%%

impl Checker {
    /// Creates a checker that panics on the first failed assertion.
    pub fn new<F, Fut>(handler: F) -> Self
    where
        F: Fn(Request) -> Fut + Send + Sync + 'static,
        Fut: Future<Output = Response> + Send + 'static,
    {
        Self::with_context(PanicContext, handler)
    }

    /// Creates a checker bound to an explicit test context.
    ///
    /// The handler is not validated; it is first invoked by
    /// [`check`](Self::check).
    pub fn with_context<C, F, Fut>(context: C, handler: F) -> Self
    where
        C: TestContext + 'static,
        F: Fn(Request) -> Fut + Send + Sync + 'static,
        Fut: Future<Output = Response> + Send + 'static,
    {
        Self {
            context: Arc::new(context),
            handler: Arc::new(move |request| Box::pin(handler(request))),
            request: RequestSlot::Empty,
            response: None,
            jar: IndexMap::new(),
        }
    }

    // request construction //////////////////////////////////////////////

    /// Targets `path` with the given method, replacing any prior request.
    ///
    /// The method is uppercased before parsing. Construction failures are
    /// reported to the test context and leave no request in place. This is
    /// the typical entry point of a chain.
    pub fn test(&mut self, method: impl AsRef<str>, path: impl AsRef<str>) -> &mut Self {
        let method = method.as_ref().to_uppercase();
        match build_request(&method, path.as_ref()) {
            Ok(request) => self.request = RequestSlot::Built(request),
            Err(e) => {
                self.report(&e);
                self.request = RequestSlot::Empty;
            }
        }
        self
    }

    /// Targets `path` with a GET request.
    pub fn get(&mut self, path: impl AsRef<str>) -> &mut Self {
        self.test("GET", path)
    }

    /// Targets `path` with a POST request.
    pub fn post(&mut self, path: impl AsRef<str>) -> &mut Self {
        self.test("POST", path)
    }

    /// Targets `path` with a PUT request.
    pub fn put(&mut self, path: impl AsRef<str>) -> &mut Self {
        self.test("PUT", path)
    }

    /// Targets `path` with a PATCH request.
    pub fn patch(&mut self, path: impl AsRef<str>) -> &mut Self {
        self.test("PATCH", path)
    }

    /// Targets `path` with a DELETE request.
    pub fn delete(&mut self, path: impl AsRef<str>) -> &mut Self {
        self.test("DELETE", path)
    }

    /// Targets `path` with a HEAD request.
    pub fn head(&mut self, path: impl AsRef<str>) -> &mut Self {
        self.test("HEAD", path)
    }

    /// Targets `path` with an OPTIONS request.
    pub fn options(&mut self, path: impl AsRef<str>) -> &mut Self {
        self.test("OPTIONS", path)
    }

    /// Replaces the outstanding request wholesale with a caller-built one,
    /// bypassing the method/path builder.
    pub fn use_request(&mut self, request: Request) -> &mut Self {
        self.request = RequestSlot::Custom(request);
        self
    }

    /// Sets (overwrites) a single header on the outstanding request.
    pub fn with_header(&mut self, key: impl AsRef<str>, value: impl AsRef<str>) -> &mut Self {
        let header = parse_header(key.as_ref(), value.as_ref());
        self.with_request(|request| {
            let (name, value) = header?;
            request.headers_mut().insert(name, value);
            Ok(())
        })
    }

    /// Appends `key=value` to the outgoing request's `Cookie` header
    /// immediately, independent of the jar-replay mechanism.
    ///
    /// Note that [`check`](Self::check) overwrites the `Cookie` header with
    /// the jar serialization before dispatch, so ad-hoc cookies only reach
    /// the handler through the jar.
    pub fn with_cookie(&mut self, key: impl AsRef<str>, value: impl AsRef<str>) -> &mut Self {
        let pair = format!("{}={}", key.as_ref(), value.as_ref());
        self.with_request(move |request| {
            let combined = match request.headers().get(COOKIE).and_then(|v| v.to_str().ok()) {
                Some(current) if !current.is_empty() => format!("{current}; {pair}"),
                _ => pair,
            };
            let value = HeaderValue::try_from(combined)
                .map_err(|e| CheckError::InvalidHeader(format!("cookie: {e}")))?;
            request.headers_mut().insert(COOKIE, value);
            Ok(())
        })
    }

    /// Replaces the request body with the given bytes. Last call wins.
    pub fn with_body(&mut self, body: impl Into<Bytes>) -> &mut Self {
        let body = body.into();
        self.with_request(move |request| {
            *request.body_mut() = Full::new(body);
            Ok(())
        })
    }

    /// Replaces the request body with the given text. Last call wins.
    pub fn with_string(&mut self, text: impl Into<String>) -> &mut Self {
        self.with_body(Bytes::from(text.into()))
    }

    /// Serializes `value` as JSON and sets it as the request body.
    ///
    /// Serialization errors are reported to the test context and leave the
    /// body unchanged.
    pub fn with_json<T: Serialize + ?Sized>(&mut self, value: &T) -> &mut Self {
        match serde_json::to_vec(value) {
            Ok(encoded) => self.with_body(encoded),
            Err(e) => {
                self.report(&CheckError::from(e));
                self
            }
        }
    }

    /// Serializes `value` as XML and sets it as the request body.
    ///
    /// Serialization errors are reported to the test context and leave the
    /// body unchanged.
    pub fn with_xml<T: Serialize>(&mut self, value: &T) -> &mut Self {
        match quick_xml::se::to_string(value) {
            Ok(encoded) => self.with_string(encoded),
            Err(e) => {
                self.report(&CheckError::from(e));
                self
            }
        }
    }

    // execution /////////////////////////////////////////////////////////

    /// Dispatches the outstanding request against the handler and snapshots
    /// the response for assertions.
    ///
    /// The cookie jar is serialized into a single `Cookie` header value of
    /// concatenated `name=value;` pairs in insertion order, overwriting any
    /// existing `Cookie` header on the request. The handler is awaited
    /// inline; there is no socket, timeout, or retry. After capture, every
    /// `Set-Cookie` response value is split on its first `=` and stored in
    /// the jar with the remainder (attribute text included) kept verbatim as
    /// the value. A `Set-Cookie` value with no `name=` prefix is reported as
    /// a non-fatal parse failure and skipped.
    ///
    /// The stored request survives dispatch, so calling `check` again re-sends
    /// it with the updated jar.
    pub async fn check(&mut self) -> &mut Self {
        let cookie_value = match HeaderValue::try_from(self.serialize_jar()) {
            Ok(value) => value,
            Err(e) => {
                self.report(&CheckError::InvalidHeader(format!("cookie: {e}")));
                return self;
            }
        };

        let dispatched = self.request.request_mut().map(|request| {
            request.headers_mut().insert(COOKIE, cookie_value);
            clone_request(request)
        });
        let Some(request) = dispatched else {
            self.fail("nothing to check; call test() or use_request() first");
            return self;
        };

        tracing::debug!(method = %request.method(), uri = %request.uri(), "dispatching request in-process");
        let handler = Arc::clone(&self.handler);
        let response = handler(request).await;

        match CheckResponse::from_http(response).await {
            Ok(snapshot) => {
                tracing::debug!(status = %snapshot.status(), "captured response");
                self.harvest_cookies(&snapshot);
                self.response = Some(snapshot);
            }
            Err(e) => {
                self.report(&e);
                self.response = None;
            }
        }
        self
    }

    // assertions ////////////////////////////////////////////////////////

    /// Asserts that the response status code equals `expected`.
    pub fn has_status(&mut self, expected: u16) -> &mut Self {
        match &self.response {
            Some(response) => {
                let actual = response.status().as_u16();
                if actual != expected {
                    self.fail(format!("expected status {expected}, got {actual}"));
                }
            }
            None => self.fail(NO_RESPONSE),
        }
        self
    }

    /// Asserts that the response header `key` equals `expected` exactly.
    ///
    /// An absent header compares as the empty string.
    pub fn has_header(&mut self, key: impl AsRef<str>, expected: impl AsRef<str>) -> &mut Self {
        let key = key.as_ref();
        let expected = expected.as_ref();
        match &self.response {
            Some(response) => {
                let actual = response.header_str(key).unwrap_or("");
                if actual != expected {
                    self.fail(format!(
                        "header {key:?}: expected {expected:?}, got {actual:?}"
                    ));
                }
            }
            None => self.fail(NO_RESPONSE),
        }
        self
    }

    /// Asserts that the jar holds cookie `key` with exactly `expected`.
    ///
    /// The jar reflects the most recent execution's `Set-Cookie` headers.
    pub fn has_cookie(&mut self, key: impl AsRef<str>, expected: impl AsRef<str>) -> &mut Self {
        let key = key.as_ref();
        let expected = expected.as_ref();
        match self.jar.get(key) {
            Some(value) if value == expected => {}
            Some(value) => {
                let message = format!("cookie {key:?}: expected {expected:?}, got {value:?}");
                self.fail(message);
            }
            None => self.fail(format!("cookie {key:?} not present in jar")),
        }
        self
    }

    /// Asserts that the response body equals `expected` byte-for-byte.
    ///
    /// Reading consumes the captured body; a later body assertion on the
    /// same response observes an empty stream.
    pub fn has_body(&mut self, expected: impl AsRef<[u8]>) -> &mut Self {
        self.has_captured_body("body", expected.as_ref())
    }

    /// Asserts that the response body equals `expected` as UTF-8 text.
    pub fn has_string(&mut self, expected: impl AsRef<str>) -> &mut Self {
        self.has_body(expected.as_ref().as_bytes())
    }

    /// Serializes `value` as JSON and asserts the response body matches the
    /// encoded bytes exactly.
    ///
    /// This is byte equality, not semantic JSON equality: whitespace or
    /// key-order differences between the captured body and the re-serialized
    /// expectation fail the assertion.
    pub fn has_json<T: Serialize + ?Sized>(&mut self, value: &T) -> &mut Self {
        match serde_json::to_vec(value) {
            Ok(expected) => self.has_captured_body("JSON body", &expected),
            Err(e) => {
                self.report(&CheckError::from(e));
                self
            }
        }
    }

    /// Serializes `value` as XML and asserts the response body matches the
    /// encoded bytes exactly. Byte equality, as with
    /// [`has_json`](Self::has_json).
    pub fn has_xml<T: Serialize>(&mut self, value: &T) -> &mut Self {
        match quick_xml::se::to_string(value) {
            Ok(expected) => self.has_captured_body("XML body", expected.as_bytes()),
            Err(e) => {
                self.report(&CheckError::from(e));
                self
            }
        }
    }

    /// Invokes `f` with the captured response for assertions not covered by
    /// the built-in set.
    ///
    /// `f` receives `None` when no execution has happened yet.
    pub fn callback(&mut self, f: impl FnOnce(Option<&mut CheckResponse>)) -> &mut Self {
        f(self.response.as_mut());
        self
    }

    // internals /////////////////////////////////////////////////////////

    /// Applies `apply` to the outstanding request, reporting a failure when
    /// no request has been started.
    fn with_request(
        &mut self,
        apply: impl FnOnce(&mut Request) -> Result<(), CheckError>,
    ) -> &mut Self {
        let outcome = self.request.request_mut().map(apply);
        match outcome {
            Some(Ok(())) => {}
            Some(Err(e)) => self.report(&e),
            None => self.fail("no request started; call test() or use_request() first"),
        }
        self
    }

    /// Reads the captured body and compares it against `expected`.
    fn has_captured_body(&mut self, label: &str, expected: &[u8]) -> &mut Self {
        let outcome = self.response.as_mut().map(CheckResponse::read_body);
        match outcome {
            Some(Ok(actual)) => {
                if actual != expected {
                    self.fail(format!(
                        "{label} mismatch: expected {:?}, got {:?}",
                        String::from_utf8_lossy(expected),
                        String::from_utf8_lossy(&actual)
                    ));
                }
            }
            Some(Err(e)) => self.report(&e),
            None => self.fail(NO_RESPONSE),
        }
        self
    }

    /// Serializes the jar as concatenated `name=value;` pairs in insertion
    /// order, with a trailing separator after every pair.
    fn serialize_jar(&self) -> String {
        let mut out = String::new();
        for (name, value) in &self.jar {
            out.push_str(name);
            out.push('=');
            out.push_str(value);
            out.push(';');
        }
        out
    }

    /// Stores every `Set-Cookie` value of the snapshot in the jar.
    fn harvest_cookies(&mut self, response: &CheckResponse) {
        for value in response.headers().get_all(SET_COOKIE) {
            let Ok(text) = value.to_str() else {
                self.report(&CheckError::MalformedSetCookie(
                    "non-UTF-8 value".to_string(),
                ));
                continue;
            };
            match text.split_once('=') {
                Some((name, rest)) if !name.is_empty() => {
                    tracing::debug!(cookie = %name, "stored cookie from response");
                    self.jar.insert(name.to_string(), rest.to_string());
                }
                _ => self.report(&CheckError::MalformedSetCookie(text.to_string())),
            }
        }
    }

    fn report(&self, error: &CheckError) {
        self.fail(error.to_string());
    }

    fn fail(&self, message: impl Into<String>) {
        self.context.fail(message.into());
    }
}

%%
%%

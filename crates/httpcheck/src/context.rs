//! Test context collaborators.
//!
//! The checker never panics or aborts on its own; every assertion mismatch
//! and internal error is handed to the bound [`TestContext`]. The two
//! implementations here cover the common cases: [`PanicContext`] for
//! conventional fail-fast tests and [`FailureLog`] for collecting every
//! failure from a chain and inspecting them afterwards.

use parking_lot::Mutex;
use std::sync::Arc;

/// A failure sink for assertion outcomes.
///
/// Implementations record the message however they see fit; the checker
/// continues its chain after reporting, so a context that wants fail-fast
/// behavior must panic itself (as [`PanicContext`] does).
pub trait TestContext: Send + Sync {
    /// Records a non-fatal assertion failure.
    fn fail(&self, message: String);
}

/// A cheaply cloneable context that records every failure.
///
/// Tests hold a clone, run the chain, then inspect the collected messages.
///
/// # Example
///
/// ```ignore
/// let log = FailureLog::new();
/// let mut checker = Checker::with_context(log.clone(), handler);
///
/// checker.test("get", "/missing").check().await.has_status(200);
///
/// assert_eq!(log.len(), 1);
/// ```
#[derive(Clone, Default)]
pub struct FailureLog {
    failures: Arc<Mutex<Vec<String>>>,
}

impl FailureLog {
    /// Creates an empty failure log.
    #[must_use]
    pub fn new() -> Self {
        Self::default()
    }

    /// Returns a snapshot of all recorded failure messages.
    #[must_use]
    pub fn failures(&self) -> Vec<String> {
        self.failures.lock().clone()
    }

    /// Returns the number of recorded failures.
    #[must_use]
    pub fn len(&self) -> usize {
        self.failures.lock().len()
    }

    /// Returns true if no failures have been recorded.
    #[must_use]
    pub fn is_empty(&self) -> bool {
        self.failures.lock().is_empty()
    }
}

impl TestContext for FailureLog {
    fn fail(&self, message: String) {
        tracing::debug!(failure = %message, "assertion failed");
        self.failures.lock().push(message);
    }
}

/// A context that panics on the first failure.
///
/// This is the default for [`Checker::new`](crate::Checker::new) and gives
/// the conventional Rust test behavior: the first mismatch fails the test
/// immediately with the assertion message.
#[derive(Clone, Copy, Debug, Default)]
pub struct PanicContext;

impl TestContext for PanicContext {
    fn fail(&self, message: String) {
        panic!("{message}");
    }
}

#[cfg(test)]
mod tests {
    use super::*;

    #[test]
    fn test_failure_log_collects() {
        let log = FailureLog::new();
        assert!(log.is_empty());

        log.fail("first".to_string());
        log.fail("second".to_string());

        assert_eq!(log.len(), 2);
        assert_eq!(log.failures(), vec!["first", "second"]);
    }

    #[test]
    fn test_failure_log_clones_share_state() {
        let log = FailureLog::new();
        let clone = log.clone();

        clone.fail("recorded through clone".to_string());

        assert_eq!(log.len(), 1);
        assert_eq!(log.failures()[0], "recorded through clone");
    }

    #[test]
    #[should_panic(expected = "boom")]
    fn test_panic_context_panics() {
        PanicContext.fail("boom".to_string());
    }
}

%%

PROBLEM STATEMENT: Look over the listing. Pull out every line with the string "fatal" in it.

EXERCISE ANSWER:
    /// a non-fatal parse failure and skipped.
    /// Records a non-fatal assertion failure.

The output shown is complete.